## What the task requires:
What is the number of lines in the data below that hold the word "callbacks"? Give nothing beyond that number.

[Saved data entries]
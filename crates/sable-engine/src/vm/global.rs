//! Global symbol table
//!
//! Maps top-level identifier names to pre-bound script values. The
//! table is populated during VM setup and read-only afterwards; the
//! compiler's identifier-resolution step queries it once per
//! identifier with a hash cached from tokenization, so lookups never
//! rehash the name.
//!
//! Entries are bucketed by that caller-supplied hash and confirmed by
//! name equality inside the bucket, which keeps the lookup correct
//! even across hash collisions.

use rustc_hash::{FxHashMap, FxHasher};
use std::hash::Hasher;

use crate::vm::value::Value;
use crate::vm::{ExternError, ExternResult};

/// Canonical hash for global symbol lookups.
///
/// The tokenizer caches this per identifier; [`GlobalBindings::find`]
/// only sees names hashed with this function.
pub fn symbol_hash(name: &str) -> u64 {
    let mut hasher = FxHasher::default();
    hasher.write(name.as_bytes());
    hasher.finish()
}

/// One named binding: the name is kept alongside the value to confirm
/// matches inside a hash bucket.
#[derive(Debug)]
struct GlobalBinding {
    name: String,
    value: Value,
}

/// Name → value table consulted during compile-time identifier
/// resolution.
#[derive(Debug, Default)]
pub struct GlobalBindings {
    buckets: FxHashMap<u64, Vec<GlobalBinding>>,
}

impl GlobalBindings {
    pub(crate) fn new() -> Self {
        Self::default()
    }

    /// Bind `name` to `value`. Fails if the name is already bound —
    /// bindings are never overwritten or merged.
    pub(crate) fn insert(&mut self, name: &str, value: Value) -> ExternResult<()> {
        let bucket = self.buckets.entry(symbol_hash(name)).or_default();

        if bucket.iter().any(|binding| binding.name == name) {
            return Err(ExternError::DuplicateBinding(name.to_string()));
        }

        bucket.push(GlobalBinding {
            name: name.to_string(),
            value,
        });

        Ok(())
    }

    /// Pure lookup with a caller-precomputed hash. Returns the bound
    /// value, or `None` if the name is not bound.
    pub(crate) fn find(&self, name: &str, hash: u64) -> Option<&Value> {
        self.buckets
            .get(&hash)?
            .iter()
            .find(|binding| binding.name == name)
            .map(|binding| &binding.value)
    }

    /// Number of bound names.
    pub fn len(&self) -> usize {
        self.buckets.values().map(Vec::len).sum()
    }

    /// Check if no names are bound.
    pub fn is_empty(&self) -> bool {
        self.buckets.is_empty()
    }
}
//! Extension declarations
//!
//! A host exposes native objects by handing the engine a tree of
//! [`ExternDecl`] values at VM setup time. The engine's registrar turns
//! the tree into its internal prototype nodes; after that the
//! declarations are no longer needed.

use crate::handler::{
    ExternFindFn, ExternForeachFn, ExternGetFn, ExternNextFn, ExternSetFn, NativeMethodFn,
};
use crate::value::HostData;

/// What kind of script-visible member a declaration describes.
#[derive(Debug, Clone, Copy, PartialEq, Eq)]
pub enum ExternKind {
    /// Plain named property
    Property,
    /// Object property with dynamically keyed / enumerable entries
    Object,
    /// Callable method
    Method,
}

/// One node of a host extension declaration tree.
///
/// `name` must be unique among siblings; the registrar rejects
/// duplicates. All callback slots are optional — a node may implement
/// any subset. An empty `properties` list makes the node a leaf.
#[derive(Debug, Clone)]
pub struct ExternDecl {
    /// Script-visible member name, unique among siblings
    pub name: String,
    /// Member kind
    pub kind: ExternKind,
    /// Property getter
    pub get: Option<ExternGetFn>,
    /// Property setter
    pub set: Option<ExternSetFn>,
    /// Keyed lookup for dynamic entries
    pub find: Option<ExternFindFn>,
    /// Enumeration start
    pub foreach: Option<ExternForeachFn>,
    /// Enumeration step
    pub next: Option<ExternNextFn>,
    /// Native method implementation; the engine wraps it in a thunk
    /// that passes the owning external value as the implicit first
    /// argument
    pub method: Option<NativeMethodFn>,
    /// Nested child declarations
    pub properties: Vec<ExternDecl>,
    /// Opaque per-node data passed through to accessor callbacks
    pub data: HostData,
}

impl ExternDecl {
    fn new(name: impl Into<String>, kind: ExternKind) -> Self {
        ExternDecl {
            name: name.into(),
            kind,
            get: None,
            set: None,
            find: None,
            foreach: None,
            next: None,
            method: None,
            properties: Vec::new(),
            data: HostData::null(),
        }
    }

    /// Declare a plain property.
    pub fn property(name: impl Into<String>) -> Self {
        Self::new(name, ExternKind::Property)
    }

    /// Declare an object property (dynamically keyed / enumerable).
    pub fn object(name: impl Into<String>) -> Self {
        Self::new(name, ExternKind::Object)
    }

    /// Declare a callable method.
    pub fn method(name: impl Into<String>, method: NativeMethodFn) -> Self {
        let mut decl = Self::new(name, ExternKind::Method);
        decl.method = Some(method);
        decl
    }

    /// Attach a property getter.
    pub fn with_get(mut self, get: ExternGetFn) -> Self {
        self.get = Some(get);
        self
    }

    /// Attach a property setter.
    pub fn with_set(mut self, set: ExternSetFn) -> Self {
        self.set = Some(set);
        self
    }

    /// Attach a keyed lookup callback.
    pub fn with_find(mut self, find: ExternFindFn) -> Self {
        self.find = Some(find);
        self
    }

    /// Attach enumeration callbacks (start + step).
    pub fn with_enumeration(mut self, foreach: ExternForeachFn, next: ExternNextFn) -> Self {
        self.foreach = Some(foreach);
        self.next = Some(next);
        self
    }

    /// Attach nested child declarations.
    pub fn with_properties(mut self, properties: Vec<ExternDecl>) -> Self {
        self.properties = properties;
        self
    }

    /// Attach opaque per-node data.
    pub fn with_data(mut self, data: HostData) -> Self {
        self.data = data;
        self
    }
}
//! Native extension prototypes and host object bindings
//!
//! A host exposes native objects by registering a declaration tree
//! once at VM setup. The registrar turns each declaration into an
//! [`ExternProto`] node with its own name-indexed child table, built
//! bottom-up so that every node owns its children outright. The trees
//! are immutable after registration.
//!
//! Concrete host objects are recorded in [`ExternalObjects`], an
//! append-only table of opaque pointers addressed by dense index; an
//! external script value pairs one prototype root with one table slot.
//!
//! For diagnostics, [`match_native_function`] walks the whole forest
//! depth-first to recover the dotted path under which a native method
//! was exposed.

use rustc_hash::FxHashMap;
use std::collections::hash_map::Entry;
use std::sync::Arc;

use sable_sdk::{
    ExternDecl, ExternFindFn, ExternForeachFn, ExternGetFn, ExternKind, ExternNextFn, ExternSetFn,
    HostData, NativeMethodFn,
};

use crate::vm::{ExternError, ExternResult};

/// Argument-list offset applied by method thunks: the owning external
/// value occupies `args[0]`, script-visible arguments start here.
const RECEIVER_ARGS_OFFSET: usize = 1;

/// Callable record for a native method node.
///
/// Call dispatch reads `args_offset` instead of hard-coding the
/// receiver convention: the receiver is always passed as the implicit
/// first argument, so script argument `i` arrives at
/// `args[args_offset + i]`.
#[derive(Debug, Clone, Copy)]
pub struct FunctionThunk {
    native: NativeMethodFn,
    args_offset: usize,
}

impl FunctionThunk {
    /// The wrapped native function.
    pub fn native(&self) -> NativeMethodFn {
        self.native
    }

    /// Offset of the first script-visible argument.
    pub fn args_offset(&self) -> usize {
        self.args_offset
    }
}

/// One node of a registered prototype tree.
///
/// Immutable after registration: lookups and iteration only. The node
/// owns its child table; only tree roots are shared (via `Arc`) with
/// the external values bound against them.
#[derive(Debug)]
pub struct ExternProto {
    name: String,
    kind: ExternKind,
    get: Option<ExternGetFn>,
    set: Option<ExternSetFn>,
    find: Option<ExternFindFn>,
    foreach: Option<ExternForeachFn>,
    next: Option<ExternNextFn>,
    function: Option<FunctionThunk>,
    properties: FxHashMap<String, ExternProto>,
    data: HostData,
}

impl ExternProto {
    /// Build a prototype node (and, recursively, its whole subtree)
    /// from a host declaration.
    ///
    /// Children are built before the parent publishes them in its
    /// table; a duplicate sibling name fails the whole registration.
    pub(crate) fn from_decl(decl: &ExternDecl) -> ExternResult<Self> {
        let mut properties =
            FxHashMap::with_capacity_and_hasher(decl.properties.len(), Default::default());

        for child_decl in &decl.properties {
            let child = ExternProto::from_decl(child_decl)?;
            match properties.entry(child_decl.name.clone()) {
                Entry::Occupied(_) => {
                    return Err(ExternError::DuplicateBinding(child_decl.name.clone()));
                }
                Entry::Vacant(slot) => {
                    slot.insert(child);
                }
            }
        }

        let function = decl.method.map(|native| FunctionThunk {
            native,
            args_offset: RECEIVER_ARGS_OFFSET,
        });

        Ok(ExternProto {
            name: decl.name.clone(),
            kind: decl.kind,
            get: decl.get,
            set: decl.set,
            find: decl.find,
            foreach: decl.foreach,
            next: decl.next,
            function,
            properties,
            data: decl.data,
        })
    }

    /// Script-visible member name.
    pub fn name(&self) -> &str {
        &self.name
    }

    /// Member kind.
    pub fn kind(&self) -> ExternKind {
        self.kind
    }

    /// Property getter, if declared.
    pub fn get(&self) -> Option<ExternGetFn> {
        self.get
    }

    /// Property setter, if declared.
    pub fn set(&self) -> Option<ExternSetFn> {
        self.set
    }

    /// Keyed lookup callback, if declared.
    pub fn find(&self) -> Option<ExternFindFn> {
        self.find
    }

    /// Enumeration start callback, if declared.
    pub fn foreach(&self) -> Option<ExternForeachFn> {
        self.foreach
    }

    /// Enumeration step callback, if declared.
    pub fn next(&self) -> Option<ExternNextFn> {
        self.next
    }

    /// The method thunk, if this node is callable.
    pub fn function(&self) -> Option<&FunctionThunk> {
        self.function.as_ref()
    }

    /// Opaque per-node data supplied at declaration time.
    pub fn data(&self) -> HostData {
        self.data
    }

    /// Look up a direct child by name.
    pub fn property(&self, name: &str) -> Option<&ExternProto> {
        self.properties.get(name)
    }

    /// Iterate over direct children, in no particular order.
    pub fn properties(&self) -> impl Iterator<Item = &ExternProto> {
        self.properties.values()
    }

    /// Number of direct children.
    pub fn property_count(&self) -> usize {
        self.properties.len()
    }
}

/// Append-only table of bound host object pointers.
///
/// Indices are dense, stable, and never reused; the table only grows
/// for the lifetime of the owning VM.
#[derive(Debug)]
pub struct ExternalObjects {
    items: Vec<HostData>,
}

impl ExternalObjects {
    pub(crate) fn with_capacity(capacity: usize) -> Self {
        ExternalObjects {
            items: Vec::with_capacity(capacity),
        }
    }

    /// Append a host pointer, returning its new dense index.
    pub(crate) fn push(&mut self, object: HostData) -> ExternResult<u32> {
        self.items.try_reserve(1).map_err(|_| ExternError::Alloc)?;
        let index = self.items.len() as u32;
        self.items.push(object);
        Ok(index)
    }

    /// Get the host pointer recorded at `index`.
    pub fn get(&self, index: u32) -> Option<HostData> {
        self.items.get(index as usize).copied()
    }

    /// Number of bound host objects.
    pub fn len(&self) -> usize {
        self.items.len()
    }

    /// Check if no host objects have been bound.
    pub fn is_empty(&self) -> bool {
        self.items.is_empty()
    }
}

/// Recover the dotted access path of a native method.
///
/// Depth-first search over every registered root, in registration
/// order; children are tried in their table's unspecified iteration
/// order. The reconstructed path carries a separator after every
/// segment including the last (`"console.log."`).
///
/// `None` means the function is not exposed anywhere in the forest —
/// the diagnostics renderer reports it as an anonymous native function.
pub(crate) fn match_native_function(
    prototypes: &[Arc<ExternProto>],
    func: NativeMethodFn,
) -> Option<String> {
    let mut trail: Vec<&str> = Vec::new();

    for root in prototypes {
        trail.push(root.name());
        if let Some(path) = match_node(root, func, &mut trail) {
            return Some(path);
        }
        trail.pop();
    }

    None
}

fn match_node<'a>(
    node: &'a ExternProto,
    func: NativeMethodFn,
    trail: &mut Vec<&'a str>,
) -> Option<String> {
    if let Some(thunk) = node.function() {
        if std::ptr::fn_addr_eq(thunk.native(), func) {
            return Some(join_trail(trail));
        }
    }

    for child in node.properties() {
        trail.push(child.name());
        if let Some(path) = match_node(child, func, trail) {
            return Some(path);
        }
        trail.pop();
    }

    None
}

fn join_trail(trail: &[&str]) -> String {
    let len: usize = trail.iter().map(|segment| segment.len() + 1).sum();
    let mut path = String::with_capacity(len);

    for segment in trail {
        path.push_str(segment);
        path.push('.');
    }

    path
}

#[cfg(test)]
mod tests {
    use super::*;
    use sable_sdk::{NativeCallResult, NativeValue};

    fn log_fn(_args: &[NativeValue]) -> NativeCallResult {
        NativeCallResult::null()
    }

    fn error_fn(_args: &[NativeValue]) -> NativeCallResult {
        NativeCallResult::Error("boom".to_string())
    }

    fn unregistered_fn(_args: &[NativeValue]) -> NativeCallResult {
        NativeCallResult::bool(false)
    }

    fn get_version(_obj: HostData, _data: HostData) -> NativeCallResult {
        NativeCallResult::i32(3)
    }

    fn console_decl() -> ExternDecl {
        ExternDecl::object("console").with_properties(vec![
            ExternDecl::method("log", log_fn),
            ExternDecl::method("error", error_fn),
            ExternDecl::property("version").with_get(get_version),
        ])
    }

    #[test]
    fn test_registrar_builds_child_tables() {
        let proto = ExternProto::from_decl(&console_decl()).unwrap();

        assert_eq!(proto.name(), "console");
        assert_eq!(proto.kind(), ExternKind::Object);
        assert_eq!(proto.property_count(), 3);

        // Every declared name resolves to its node
        let log = proto.property("log").unwrap();
        assert_eq!(log.kind(), ExternKind::Method);
        assert!(log.function().is_some());

        let version = proto.property("version").unwrap();
        assert_eq!(version.kind(), ExternKind::Property);
        assert!(version.get().is_some());
        assert!(version.function().is_none());

        // Undeclared names do not
        assert!(proto.property("warn").is_none());
        assert!(proto.property("").is_none());
    }

    #[test]
    fn test_registrar_deep_nesting() {
        let decl = ExternDecl::object("app").with_properties(vec![ExternDecl::object("db")
            .with_properties(vec![ExternDecl::method("query", log_fn)])]);

        let proto = ExternProto::from_decl(&decl).unwrap();
        let query = proto.property("db").unwrap().property("query").unwrap();
        assert!(query.function().is_some());
    }

    #[test]
    fn test_duplicate_sibling_rejected() {
        let decl = ExternDecl::object("console").with_properties(vec![
            ExternDecl::method("log", log_fn),
            ExternDecl::method("log", error_fn),
        ]);

        let err = ExternProto::from_decl(&decl).unwrap_err();
        assert!(matches!(err, ExternError::DuplicateBinding(name) if name == "log"));
    }

    #[test]
    fn test_method_thunk_receiver_offset() {
        let proto = ExternProto::from_decl(&console_decl()).unwrap();
        let thunk = proto.property("log").unwrap().function().unwrap();
        assert_eq!(thunk.args_offset(), 1);
    }

    #[test]
    fn test_opaque_data_passthrough() {
        let mut payload = 7u8;
        let data = HostData::from_ptr(&mut payload as *mut u8 as *mut ());

        let decl = ExternDecl::property("state").with_get(get_version).with_data(data);
        let proto = ExternProto::from_decl(&decl).unwrap();
        assert_eq!(proto.data(), data);
    }

    #[test]
    fn test_binding_table_dense_indices() {
        let mut objects = ExternalObjects::with_capacity(2);
        assert!(objects.is_empty());

        let mut a = 1u32;
        let mut b = 2u32;
        let pa = HostData::from_ptr(&mut a as *mut u32 as *mut ());
        let pb = HostData::from_ptr(&mut b as *mut u32 as *mut ());

        assert_eq!(objects.push(pa).unwrap(), 0);
        assert_eq!(objects.push(pb).unwrap(), 1);
        assert_eq!(objects.len(), 2);

        assert_eq!(objects.get(0), Some(pa));
        assert_eq!(objects.get(1), Some(pb));
        assert_eq!(objects.get(2), None);
    }

    #[test]
    fn test_match_nested_method_path() {
        let root = Arc::new(ExternProto::from_decl(&console_decl()).unwrap());
        let forest = vec![root];

        // Trailing separator after the last segment
        assert_eq!(
            match_native_function(&forest, log_fn).as_deref(),
            Some("console.log.")
        );
        assert_eq!(
            match_native_function(&forest, error_fn).as_deref(),
            Some("console.error.")
        );
    }

    #[test]
    fn test_match_unregistered_function() {
        let root = Arc::new(ExternProto::from_decl(&console_decl()).unwrap());
        assert_eq!(match_native_function(&[root], unregistered_fn), None);
    }

    #[test]
    fn test_match_empty_forest() {
        assert_eq!(match_native_function(&[], log_fn), None);
    }

    #[test]
    fn test_match_searches_whole_forest() {
        let console = Arc::new(ExternProto::from_decl(&console_decl()).unwrap());
        let timer = Arc::new(
            ExternProto::from_decl(
                &ExternDecl::object("timer")
                    .with_properties(vec![ExternDecl::method("start", unregistered_fn)]),
            )
            .unwrap(),
        );

        let forest = vec![console, timer];
        assert_eq!(
            match_native_function(&forest, unregistered_fn).as_deref(),
            Some("timer.start.")
        );
    }
}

## Task output:
2